1. A modified procedure is presented for the isolation from Escherichia coli Q13 of the protein Factor T necessary for GTP-dependent polyuridylate-directed synthesis of polyphenylalanine. 2. Factor T forms a stable ternary complex with GTP and phenylalanyl-tRNA, as determined by gel filtration, but not with either one alone. Other nucleoside triphosphates cannot substitute for GTP in complex formation nor can N -formylmethionyl-tRNA or deacylated tRNA replace phenylalanyl-tRNA. Factor T also forms a complex with GDP, but this reaction is not stimulated by phenylalanyl-tRNA. 3. Competition and labeling studies reveal that the predominant species bound to membrane filters by T factor is GDP and not GTP. Label from 3 H-GTP is bound primarily as the result of hydrolysis to 3 H-GDP by a GTPase activity which is associated with the T factor preparation.
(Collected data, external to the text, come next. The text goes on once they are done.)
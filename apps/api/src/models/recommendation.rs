//! Scoring output types.

use std::collections::BTreeSet;

use serde::Serialize;
use uuid::Uuid;

/// The result of scoring one profile against one catalog entity. Built once,
/// never mutated afterwards.
#[derive(Debug, Clone, PartialEq, Serialize)]
pub struct MatchResult {
    pub entity_id: Uuid,
    /// Weighted similarity in [0, 1].
    pub score: f64,
    /// Required skills the profile covers.
    pub matching_skills: BTreeSet<String>,
    /// Required skills the profile lacks.
    pub skill_gaps: BTreeSet<String>,
    /// One human-readable reason per contributing factor, strongest first.
    pub explanation: Vec<String>,
    /// Course scoring only: which of the caller-supplied aggregate gaps this
    /// entity's curriculum would close.
    #[serde(skip_serializing_if = "Option::is_none")]
    pub skill_gaps_addressed: Option<BTreeSet<String>>,
}

/// Orders results by score descending, breaking ties by ascending entity id
/// so equal scores always rank the same way.
pub fn rank(results: &mut Vec<MatchResult>) {
    results.sort_by(|a, b| {
        b.score
            .partial_cmp(&a.score)
            .unwrap_or(std::cmp::Ordering::Equal)
            .then_with(|| a.entity_id.cmp(&b.entity_id))
    });
}

#[cfg(test)]
mod tests {
    use super::*;

    fn result(id: u128, score: f64) -> MatchResult {
        MatchResult {
            entity_id: Uuid::from_u128(id),
            score,
            matching_skills: BTreeSet::new(),
            skill_gaps: BTreeSet::new(),
            explanation: vec![],
            skill_gaps_addressed: None,
        }
    }

    #[test]
    fn test_rank_orders_by_score_descending() {
        let mut results = vec![result(1, 0.2), result(2, 0.9), result(3, 0.5)];
        rank(&mut results);
        let ids: Vec<u128> = results.iter().map(|r| r.entity_id.as_u128()).collect();
        assert_eq!(ids, vec![2, 3, 1]);
    }

    #[test]
    fn test_rank_breaks_ties_by_ascending_id() {
        let mut results = vec![result(9, 0.5), result(3, 0.5), result(7, 0.5)];
        rank(&mut results);
        let ids: Vec<u128> = results.iter().map(|r| r.entity_id.as_u128()).collect();
        assert_eq!(ids, vec![3, 7, 9]);
    }
}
In the absence of aminoacyl-tRNA, T-GTP-aminoacyl-tRNA is not retained on membrane filters. 4. Two complexes of T factor, T-GDP and T-GTP-Phe-tRNA, are interchangeable through a dynamic equilibrium. T-GTP*-Phe-tRNA + GDP ⇌ T-GDP + GTP* + Phe-tRNA 5. The ternary complex (T-GTP-Phe-tRNA) efficiently transfers phenylalanyl-tRNA to ribosomes in the presence of polyuridylate with the concomitant hydrolysis of GTP to GDP and P i ; this reaction is unaffected by fusidic acid. The GDP formed is bound to protein, presumably T factor. For every molecule of phenylalanyl-tRNA transferred to ribosomes, 1 molecule of GTP is hydrolyzed and 1 molecule of the resulting GDP is bound to protein.